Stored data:
┄┄┄┄┄┄┄┄┄┄

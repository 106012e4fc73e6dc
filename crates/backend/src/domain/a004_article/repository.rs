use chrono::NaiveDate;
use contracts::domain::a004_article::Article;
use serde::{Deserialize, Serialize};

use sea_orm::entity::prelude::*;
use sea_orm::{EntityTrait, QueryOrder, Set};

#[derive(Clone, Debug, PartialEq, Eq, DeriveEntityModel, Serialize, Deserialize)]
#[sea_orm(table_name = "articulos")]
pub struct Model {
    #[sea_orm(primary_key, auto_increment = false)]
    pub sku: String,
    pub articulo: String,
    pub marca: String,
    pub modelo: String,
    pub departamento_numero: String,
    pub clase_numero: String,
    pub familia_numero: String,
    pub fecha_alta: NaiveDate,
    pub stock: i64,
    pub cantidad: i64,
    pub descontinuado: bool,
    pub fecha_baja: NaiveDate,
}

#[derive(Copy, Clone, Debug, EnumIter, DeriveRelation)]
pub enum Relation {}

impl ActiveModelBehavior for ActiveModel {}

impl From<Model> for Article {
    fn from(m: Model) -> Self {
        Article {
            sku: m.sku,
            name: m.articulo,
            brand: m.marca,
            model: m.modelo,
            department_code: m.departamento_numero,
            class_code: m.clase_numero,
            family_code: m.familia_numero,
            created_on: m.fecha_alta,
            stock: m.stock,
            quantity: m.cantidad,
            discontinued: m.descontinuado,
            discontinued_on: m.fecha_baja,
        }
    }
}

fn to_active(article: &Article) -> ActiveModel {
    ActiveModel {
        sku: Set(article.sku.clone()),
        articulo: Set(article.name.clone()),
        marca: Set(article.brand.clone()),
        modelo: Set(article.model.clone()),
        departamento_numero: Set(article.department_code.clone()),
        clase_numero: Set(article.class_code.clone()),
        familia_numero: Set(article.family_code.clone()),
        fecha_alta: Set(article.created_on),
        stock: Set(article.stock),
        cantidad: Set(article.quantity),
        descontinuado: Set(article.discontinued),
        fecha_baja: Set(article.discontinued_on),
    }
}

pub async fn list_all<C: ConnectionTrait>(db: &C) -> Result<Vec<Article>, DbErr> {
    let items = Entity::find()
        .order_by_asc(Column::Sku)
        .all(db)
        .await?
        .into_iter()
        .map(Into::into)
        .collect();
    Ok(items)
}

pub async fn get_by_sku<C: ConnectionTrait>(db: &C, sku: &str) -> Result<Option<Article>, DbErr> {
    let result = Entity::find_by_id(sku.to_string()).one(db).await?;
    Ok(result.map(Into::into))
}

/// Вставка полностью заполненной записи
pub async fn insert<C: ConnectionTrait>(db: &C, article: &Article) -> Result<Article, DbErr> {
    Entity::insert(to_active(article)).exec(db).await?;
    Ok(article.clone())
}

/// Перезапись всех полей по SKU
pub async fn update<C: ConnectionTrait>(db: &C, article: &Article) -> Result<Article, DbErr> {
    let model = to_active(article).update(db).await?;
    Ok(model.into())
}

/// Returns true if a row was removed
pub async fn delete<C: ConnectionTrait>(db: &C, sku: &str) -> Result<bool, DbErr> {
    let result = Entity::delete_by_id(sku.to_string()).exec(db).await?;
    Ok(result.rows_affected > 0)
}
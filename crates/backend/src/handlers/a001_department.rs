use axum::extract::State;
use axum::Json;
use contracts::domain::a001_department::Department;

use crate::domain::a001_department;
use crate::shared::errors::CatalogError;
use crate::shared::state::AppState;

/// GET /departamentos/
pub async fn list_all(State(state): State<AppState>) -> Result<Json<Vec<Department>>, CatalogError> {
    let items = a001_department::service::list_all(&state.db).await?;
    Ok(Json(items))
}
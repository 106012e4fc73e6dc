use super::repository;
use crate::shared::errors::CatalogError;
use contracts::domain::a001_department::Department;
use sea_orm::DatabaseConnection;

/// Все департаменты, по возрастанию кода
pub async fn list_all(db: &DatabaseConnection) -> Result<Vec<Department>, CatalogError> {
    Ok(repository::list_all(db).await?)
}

┄┄┄┄┄┄┄┄┄┄

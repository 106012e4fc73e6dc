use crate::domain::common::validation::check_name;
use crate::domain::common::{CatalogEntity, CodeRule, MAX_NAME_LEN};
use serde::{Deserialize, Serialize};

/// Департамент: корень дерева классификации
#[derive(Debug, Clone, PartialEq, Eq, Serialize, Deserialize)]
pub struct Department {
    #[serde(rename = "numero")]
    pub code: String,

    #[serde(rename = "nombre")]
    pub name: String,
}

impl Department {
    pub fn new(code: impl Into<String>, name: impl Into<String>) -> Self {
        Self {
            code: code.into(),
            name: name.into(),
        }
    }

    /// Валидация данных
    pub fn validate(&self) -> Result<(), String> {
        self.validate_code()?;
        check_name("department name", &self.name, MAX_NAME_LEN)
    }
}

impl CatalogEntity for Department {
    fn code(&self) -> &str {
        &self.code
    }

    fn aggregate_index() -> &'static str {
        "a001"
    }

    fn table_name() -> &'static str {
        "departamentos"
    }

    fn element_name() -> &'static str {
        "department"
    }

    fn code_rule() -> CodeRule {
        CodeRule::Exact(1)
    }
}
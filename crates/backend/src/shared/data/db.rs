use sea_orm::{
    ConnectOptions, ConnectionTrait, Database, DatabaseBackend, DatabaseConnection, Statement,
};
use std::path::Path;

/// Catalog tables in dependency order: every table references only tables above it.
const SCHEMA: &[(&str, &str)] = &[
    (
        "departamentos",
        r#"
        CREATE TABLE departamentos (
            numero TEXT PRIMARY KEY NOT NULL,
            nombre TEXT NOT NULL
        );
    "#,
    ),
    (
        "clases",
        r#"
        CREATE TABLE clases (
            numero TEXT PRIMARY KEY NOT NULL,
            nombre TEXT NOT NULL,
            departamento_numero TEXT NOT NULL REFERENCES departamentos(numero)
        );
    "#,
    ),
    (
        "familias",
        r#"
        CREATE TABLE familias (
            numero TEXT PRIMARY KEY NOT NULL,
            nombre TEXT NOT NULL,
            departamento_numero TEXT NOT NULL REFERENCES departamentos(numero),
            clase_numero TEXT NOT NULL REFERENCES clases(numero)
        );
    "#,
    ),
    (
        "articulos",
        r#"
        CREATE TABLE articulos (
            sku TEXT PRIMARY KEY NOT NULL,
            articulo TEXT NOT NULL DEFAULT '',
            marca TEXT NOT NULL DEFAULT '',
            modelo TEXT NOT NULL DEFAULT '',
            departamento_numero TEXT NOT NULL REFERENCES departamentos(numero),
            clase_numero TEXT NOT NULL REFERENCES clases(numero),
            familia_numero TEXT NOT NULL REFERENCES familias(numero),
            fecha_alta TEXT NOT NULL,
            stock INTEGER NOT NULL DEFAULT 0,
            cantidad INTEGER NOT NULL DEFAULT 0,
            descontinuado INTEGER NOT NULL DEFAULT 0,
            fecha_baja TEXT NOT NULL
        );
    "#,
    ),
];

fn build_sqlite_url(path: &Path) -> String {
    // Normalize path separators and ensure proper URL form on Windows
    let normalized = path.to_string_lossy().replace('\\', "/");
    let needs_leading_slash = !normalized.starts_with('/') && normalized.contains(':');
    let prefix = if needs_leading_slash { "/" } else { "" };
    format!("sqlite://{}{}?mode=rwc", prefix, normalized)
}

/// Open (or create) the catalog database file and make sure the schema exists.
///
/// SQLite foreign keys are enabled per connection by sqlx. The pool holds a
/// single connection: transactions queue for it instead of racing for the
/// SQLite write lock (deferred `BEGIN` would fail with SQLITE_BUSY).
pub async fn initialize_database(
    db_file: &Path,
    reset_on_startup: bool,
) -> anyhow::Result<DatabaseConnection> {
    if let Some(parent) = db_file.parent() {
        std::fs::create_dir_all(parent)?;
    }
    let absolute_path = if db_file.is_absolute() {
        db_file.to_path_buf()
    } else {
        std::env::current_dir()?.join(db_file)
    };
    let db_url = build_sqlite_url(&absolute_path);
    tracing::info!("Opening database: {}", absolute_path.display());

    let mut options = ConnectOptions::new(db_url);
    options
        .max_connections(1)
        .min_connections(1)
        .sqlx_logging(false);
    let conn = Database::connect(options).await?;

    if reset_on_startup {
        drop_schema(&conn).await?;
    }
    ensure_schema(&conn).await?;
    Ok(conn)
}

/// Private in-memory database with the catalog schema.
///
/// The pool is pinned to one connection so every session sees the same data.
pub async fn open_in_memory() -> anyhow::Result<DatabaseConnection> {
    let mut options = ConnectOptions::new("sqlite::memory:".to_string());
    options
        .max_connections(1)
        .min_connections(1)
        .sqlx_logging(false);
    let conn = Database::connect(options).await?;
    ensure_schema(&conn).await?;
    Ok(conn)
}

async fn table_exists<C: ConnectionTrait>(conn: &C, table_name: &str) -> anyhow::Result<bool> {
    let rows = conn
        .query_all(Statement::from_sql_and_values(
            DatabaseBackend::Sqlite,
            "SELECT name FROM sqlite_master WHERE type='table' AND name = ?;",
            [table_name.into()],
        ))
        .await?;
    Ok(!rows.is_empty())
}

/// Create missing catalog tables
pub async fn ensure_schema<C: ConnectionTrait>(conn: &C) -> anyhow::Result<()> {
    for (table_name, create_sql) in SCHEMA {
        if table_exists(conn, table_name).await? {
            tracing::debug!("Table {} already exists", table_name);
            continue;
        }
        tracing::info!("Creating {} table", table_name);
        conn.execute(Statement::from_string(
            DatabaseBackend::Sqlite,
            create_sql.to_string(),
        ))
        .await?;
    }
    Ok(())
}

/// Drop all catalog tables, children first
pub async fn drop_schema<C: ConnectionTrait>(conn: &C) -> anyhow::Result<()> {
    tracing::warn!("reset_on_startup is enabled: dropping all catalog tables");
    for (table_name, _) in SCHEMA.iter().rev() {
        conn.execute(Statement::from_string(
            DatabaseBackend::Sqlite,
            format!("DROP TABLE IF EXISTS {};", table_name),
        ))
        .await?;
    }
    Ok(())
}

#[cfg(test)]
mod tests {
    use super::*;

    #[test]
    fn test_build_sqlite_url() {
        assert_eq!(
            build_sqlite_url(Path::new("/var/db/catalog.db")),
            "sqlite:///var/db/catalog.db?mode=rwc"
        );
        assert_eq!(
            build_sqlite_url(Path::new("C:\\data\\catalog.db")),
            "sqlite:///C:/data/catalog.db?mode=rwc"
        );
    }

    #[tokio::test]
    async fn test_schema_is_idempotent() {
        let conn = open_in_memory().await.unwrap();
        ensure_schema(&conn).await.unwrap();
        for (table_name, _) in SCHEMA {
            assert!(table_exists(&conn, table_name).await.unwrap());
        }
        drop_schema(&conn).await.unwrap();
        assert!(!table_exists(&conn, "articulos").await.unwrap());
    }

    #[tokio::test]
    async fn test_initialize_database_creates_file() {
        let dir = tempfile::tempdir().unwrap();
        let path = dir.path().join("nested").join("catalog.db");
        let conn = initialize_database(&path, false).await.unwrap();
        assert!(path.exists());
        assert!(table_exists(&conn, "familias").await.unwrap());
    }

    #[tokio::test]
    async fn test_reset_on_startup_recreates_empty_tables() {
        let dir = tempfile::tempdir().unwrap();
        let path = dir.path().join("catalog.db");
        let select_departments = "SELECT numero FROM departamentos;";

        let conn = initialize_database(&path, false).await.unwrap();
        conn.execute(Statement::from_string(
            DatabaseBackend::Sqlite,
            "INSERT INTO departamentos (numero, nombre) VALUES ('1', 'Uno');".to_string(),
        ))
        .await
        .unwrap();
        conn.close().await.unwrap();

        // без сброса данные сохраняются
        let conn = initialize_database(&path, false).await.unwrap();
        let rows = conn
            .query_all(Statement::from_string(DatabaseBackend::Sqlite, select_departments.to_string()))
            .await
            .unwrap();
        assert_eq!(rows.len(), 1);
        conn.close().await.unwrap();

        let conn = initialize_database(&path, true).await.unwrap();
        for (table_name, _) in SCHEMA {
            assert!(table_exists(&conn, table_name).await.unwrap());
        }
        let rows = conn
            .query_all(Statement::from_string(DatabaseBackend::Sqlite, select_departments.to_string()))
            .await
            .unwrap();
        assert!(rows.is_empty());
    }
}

┄┄┄┄┄┄┄┄┄┄

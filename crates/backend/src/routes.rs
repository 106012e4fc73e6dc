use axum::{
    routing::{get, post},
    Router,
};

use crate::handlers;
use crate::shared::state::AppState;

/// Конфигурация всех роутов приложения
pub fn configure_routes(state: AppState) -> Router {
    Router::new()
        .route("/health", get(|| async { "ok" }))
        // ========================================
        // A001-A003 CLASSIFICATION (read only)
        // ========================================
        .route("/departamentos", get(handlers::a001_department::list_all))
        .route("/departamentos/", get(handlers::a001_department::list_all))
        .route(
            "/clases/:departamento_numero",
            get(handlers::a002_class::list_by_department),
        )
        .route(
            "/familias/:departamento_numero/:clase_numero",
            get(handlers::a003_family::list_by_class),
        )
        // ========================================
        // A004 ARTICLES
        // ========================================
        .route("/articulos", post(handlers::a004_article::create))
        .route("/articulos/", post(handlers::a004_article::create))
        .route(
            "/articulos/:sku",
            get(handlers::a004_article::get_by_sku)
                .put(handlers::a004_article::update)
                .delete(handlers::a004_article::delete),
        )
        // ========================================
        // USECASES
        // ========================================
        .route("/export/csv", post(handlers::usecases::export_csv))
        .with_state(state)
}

┄┄┄┄┄┄┄┄┄┄

EXERCISE DESCRIPTION. Return each line of the data where the word "ConnectionTrait" appears.

EXPECTED OUTPUT.
pub async fn list_all<C: ConnectionTrait>(db: &C) -> Result<Vec<Article>, DbErr> {
pub async fn get_by_sku<C: ConnectionTrait>(db: &C, sku: &str) -> Result<Option<Article>, DbErr> {
pub async fn insert<C: ConnectionTrait>(db: &C, article: &Article) -> Result<Article, DbErr> {
pub async fn update<C: ConnectionTrait>(db: &C, article: &Article) -> Result<Article, DbErr> {
pub async fn delete<C: ConnectionTrait>(db: &C, sku: &str) -> Result<bool, DbErr> {
    ConnectOptions, ConnectionTrait, Database, DatabaseBackend, DatabaseConnection, Statement,
async fn table_exists<C: ConnectionTrait>(conn: &C, table_name: &str) -> anyhow::Result<bool> {
pub async fn ensure_schema<C: ConnectionTrait>(conn: &C) -> anyhow::Result<()> {
pub async fn drop_schema<C: ConnectionTrait>(conn: &C) -> anyhow::Result<()> {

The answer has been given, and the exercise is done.